● YOUR TASK:
Your answer should consist only of the lines below from the one with "let edid = self.read_edid(output);" through the one with "edid.as_ref().map_or(0, Vec::len)", copied exactly.

Source data:
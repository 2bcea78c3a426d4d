// SPDX-License-Identifier: GPL-3.0-only
//! RandR-backed monitor enumeration and pointer sampling

use std::sync::Arc;

use anyhow::{Context, Result};
use x11rb::connection::Connection;
use x11rb::protocol::Event;
use x11rb::protocol::randr::{self, ConnectionExt as RandrExt};
use x11rb::protocol::xproto::{Atom, AtomEnum, ConnectionExt as XprotoExt, Window};
use x11rb::rust_connection::RustConnection;

use super::{Bounds, MonitorDescriptor, MonitorSource, NativeHandle, PointerSource};

/// EDID blocks are 128 bytes; extensions push this to a few hundred at most
const EDID_MAX_LONGS: u32 = 256;

/// Shared X11 connection used for enumeration, pointer queries and overlays
pub struct X11Display {
    conn: Arc<RustConnection>,
    root: Window,
    root_depth: u8,
    root_visual: u32,
    edid_atom: Atom,
}

impl X11Display {
    pub fn connect() -> Result<Self> {
        let (conn, screen_num) = x11rb::connect(None).context("Failed to connect to X server")?;
        let screen = &conn.setup().roots[screen_num];
        let (root, root_depth, root_visual) = (screen.root, screen.root_depth, screen.root_visual);

        let version = conn
            .randr_query_version(1, 5)
            .context("Failed to query RandR version")?
            .reply()
            .context("RandR extension not available")?;
        debug!("RandR {}.{}", version.major_version, version.minor_version);

        conn.randr_select_input(root, randr::NotifyMask::SCREEN_CHANGE | randr::NotifyMask::OUTPUT_CHANGE)
            .context("Failed to subscribe to RandR notifications")?;

        let edid_atom = conn
            .intern_atom(false, b"EDID")
            .context("Failed to intern EDID atom")?
            .reply()
            .context("Failed to get reply for EDID atom")?
            .atom;

        conn.flush().context("Failed to flush X11 connection")?;

        Ok(Self {
            conn: Arc::new(conn),
            root,
            root_depth,
            root_visual,
            edid_atom,
        })
    }

    pub fn connection(&self) -> Arc<RustConnection> {
        Arc::clone(&self.conn)
    }

    pub fn root(&self) -> Window {
        self.root
    }

    pub fn root_depth(&self) -> u8 {
        self.root_depth
    }

    pub fn root_visual(&self) -> u32 {
        self.root_visual
    }

    /// Drain pending events and report whether the output layout changed
    pub fn take_layout_change(&self) -> bool {
        let mut changed = false;
        loop {
            match self.conn.poll_for_event() {
                Ok(Some(Event::RandrScreenChangeNotify(_))) | Ok(Some(Event::RandrNotify(_))) => {
                    changed = true;
                }
                Ok(Some(_)) => {}
                Ok(None) => break,
                Err(err) => {
                    error!("X11 event poll failed: {}", err);
                    break;
                }
            }
        }
        changed
    }

    fn read_edid(&self, output: randr::Output) -> Option<Vec<u8>> {
        let reply = self
            .conn
            .randr_get_output_property(output, self.edid_atom, AtomEnum::ANY, 0, EDID_MAX_LONGS, false, false)
            .ok()?
            .reply()
            .ok()?;
        (!reply.data.is_empty()).then_some(reply.data)
    }
}

impl MonitorSource for X11Display {
    fn layout_changed(&self) -> bool {
        self.take_layout_change()
    }

    fn list(&self) -> Result<Vec<MonitorDescriptor>> {
        let resources = self
            .conn
            .randr_get_screen_resources_current(self.root)
            .context("Failed to query RandR screen resources")?
            .reply()
            .context("Failed to get RandR screen resources reply")?;
        let primary = self
            .conn
            .randr_get_output_primary(self.root)
            .context("Failed to query primary output")?
            .reply()
            .context("Failed to get primary output reply")?
            .output;

        let mut monitors = Vec::new();
        for &output in &resources.outputs {
            let info = self
                .conn
                .randr_get_output_info(output, resources.config_timestamp)
                .context("Failed to query output info")?
                .reply()
                .context("Failed to get output info reply")?;

            if info.connection != randr::Connection::CONNECTED || info.crtc == x11rb::NONE {
                continue;
            }

            let crtc = self
                .conn
                .randr_get_crtc_info(info.crtc, resources.config_timestamp)
                .context("Failed to query CRTC info")?
                .reply()
                .context("Failed to get CRTC info reply")?;

            let name = String::from_utf8_lossy(&info.name).into_owned();
            let edid = self.read_edid(output);
            debug!(
                "RandR output {} at {}x{}+{}+{} (edid: {})",
                name,
                crtc.width,
                crtc.height,
                crtc.x,
                crtc.y,
                edid.as_ref().map_or(0, Vec::len)
            );

            monitors.push(MonitorDescriptor {
                id: name.clone(),
                bounds: Bounds::new(
                    i32::from(crtc.x),
                    i32::from(crtc.y),
                    u32::from(crtc.width),
                    u32::from(crtc.height),
                ),
                is_primary: output == primary,
                native_handle: Some(NativeHandle::new(name, edid)),
            });
        }

        // Without an explicit primary, treat the output at the origin as primary
        if !monitors.iter().any(|m| m.is_primary) {
            if let Some(m) = monitors
                .iter_mut()
                .find(|m| m.bounds.x == 0 && m.bounds.y == 0)
            {
                m.is_primary = true;
            }
        }

        info!("Found {} active output(s)", monitors.len());
        Ok(monitors)
    }
}

impl PointerSource for X11Display {
    fn position(&self) -> Result<(i32, i32)> {
        let reply = self
            .conn
            .query_pointer(self.root)
            .context("Failed to query pointer")?
            .reply()
            .context("Failed to get pointer reply")?;
        Ok((i32::from(reply.root_x), i32::from(reply.root_y)))
    }
}
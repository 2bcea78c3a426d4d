// SPDX-License-Identifier: GPL-3.0-only
//! DDC/CI (Display Data Channel Command Interface) protocol implementation
//!
//! DDC/CI is a standard protocol for controlling monitors over I2C bus.
//! It's supported by most modern external monitors via the video cable.
//! Displays found by `ddc-hi` are correlated with a [`NativeHandle`] through
//! the EDID blob both sides report.

use std::collections::HashMap;
use std::sync::Arc;
use std::sync::atomic::{AtomicU64, Ordering};

use anyhow::{Result, anyhow};
use ddc_hi::{Ddc, Display};
use parking_lot::Mutex;

use super::{BrightnessRange, DirectControl, PhysicalHandle};
use crate::monitor::NativeHandle;

/// VCP (Virtual Control Panel) code for brightness
const BRIGHTNESS_CODE: u8 = 0x10;

/// Base EDID block length; extension blocks are not compared
const EDID_BLOCK_LEN: usize = 128;

/// DDC/CI bus with a table of opened physical monitors
pub struct DdcCiBus {
    next_handle: AtomicU64,
    opened: Mutex<HashMap<PhysicalHandle, Arc<Mutex<Display>>>>,
}

impl DdcCiBus {
    pub fn new() -> Self {
        Self {
            next_handle: AtomicU64::new(1),
            opened: Mutex::new(HashMap::new()),
        }
    }

    /// Number of physical monitors currently held open
    pub fn open_count(&self) -> usize {
        self.opened.lock().len()
    }

    fn matching(handle: &NativeHandle) -> Vec<Display> {
        let Some(edid) = handle.edid.as_deref() else {
            debug!("{} has no EDID, cannot correlate with DDC/CI", handle.connector);
            return Vec::new();
        };

        Display::enumerate()
            .into_iter()
            .filter(|display| {
                display
                    .info
                    .edid_data
                    .as_deref()
                    .is_some_and(|ddc_edid| same_edid(ddc_edid, edid))
            })
            .collect()
    }

    fn display(&self, physical: PhysicalHandle) -> Result<Arc<Mutex<Display>>> {
        self.opened
            .lock()
            .get(&physical)
            .cloned()
            .ok_or_else(|| anyhow!("unknown physical monitor {:?}", physical))
    }
}

impl Default for DdcCiBus {
    fn default() -> Self {
        Self::new()
    }
}

fn same_edid(a: &[u8], b: &[u8]) -> bool {
    let n = EDID_BLOCK_LEN.min(a.len()).min(b.len());
    n > 0 && a[..n] == b[..n]
}

impl DirectControl for DdcCiBus {
    fn probe(&self, handle: &NativeHandle) -> Result<usize> {
        Ok(Self::matching(handle).len())
    }

    fn acquire(&self, handle: &NativeHandle) -> Result<Vec<PhysicalHandle>> {
        let displays = Self::matching(handle);
        if displays.is_empty() {
            return Err(anyhow!("no DDC/CI display behind {}", handle.connector));
        }

        let mut opened = self.opened.lock();
        Ok(displays
            .into_iter()
            .map(|ddc_display| {
                let physical = PhysicalHandle(self.next_handle.fetch_add(1, Ordering::Relaxed));
                debug!(
                    "Opened DDC/CI display {} ({}) as {:?}",
                    ddc_display.info.id,
                    ddc_display.info.model_name.as_deref().unwrap_or_default(),
                    physical
                );
                opened.insert(physical, Arc::new(Mutex::new(ddc_display)));
                physical
            })
            .collect())
    }

    fn get_range(&self, physical: PhysicalHandle) -> Result<BrightnessRange> {
        let display = self.display(physical)?;
        let value = display.lock().handle.get_vcp_feature(BRIGHTNESS_CODE)?;
        Ok(BrightnessRange {
            min: 0,
            current: u32::from(value.value()),
            max: u32::from(value.maximum()),
        })
    }

    fn set_level(&self, physical: PhysicalHandle, value: u32) -> Result<()> {
        let display = self.display(physical)?;
        let value = u16::try_from(value).map_err(|_| anyhow!("brightness {} out of VCP range", value))?;
        display.lock().handle.set_vcp_feature(BRIGHTNESS_CODE, value)?;
        Ok(())
    }

    fn release(&self, physicals: &[PhysicalHandle]) {
        let mut opened = self.opened.lock();
        for physical in physicals {
            if opened.remove(physical).is_some() {
                debug!("Released DDC/CI display {:?}", physical);
            }
        }
    }
}

#[cfg(test)]
mod tests {
    use super::*;

    #[test]
    fn test_edid_compares_base_block_only() {
        let mut a = vec![0u8; 256];
        let mut b = vec![0u8; 128];
        a[10] = 7;
        b[10] = 7;
        a[200] = 1;
        assert!(same_edid(&a, &b));

        b[10] = 8;
        assert!(!same_edid(&a, &b));
        assert!(!same_edid(&[], &b));
    }

    #[test]
    fn test_missing_edid_matches_nothing() {
        let bus = DdcCiBus::new();
        let handle = NativeHandle::new("DP-1", None);
        assert_eq!(bus.probe(&handle).unwrap(), 0);
        assert!(bus.acquire(&handle).is_err());
        assert_eq!(bus.open_count(), 0);
    }

    #[test]
    fn test_release_unknown_is_noop() {
        let bus = DdcCiBus::new();
        bus.release(&[PhysicalHandle(99)]);
        assert_eq!(bus.open_count(), 0);
        assert!(bus.get_range(PhysicalHandle(99)).is_err());
    }
}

● REPLY:
            let edid = self.read_edid(output);
            debug!(
                "RandR output {} at {}x{}+{}+{} (edid: {})",
                name,
                crtc.width,
                crtc.height,
                crtc.x,
                crtc.y,
                edid.as_ref().map_or(0, Vec::len)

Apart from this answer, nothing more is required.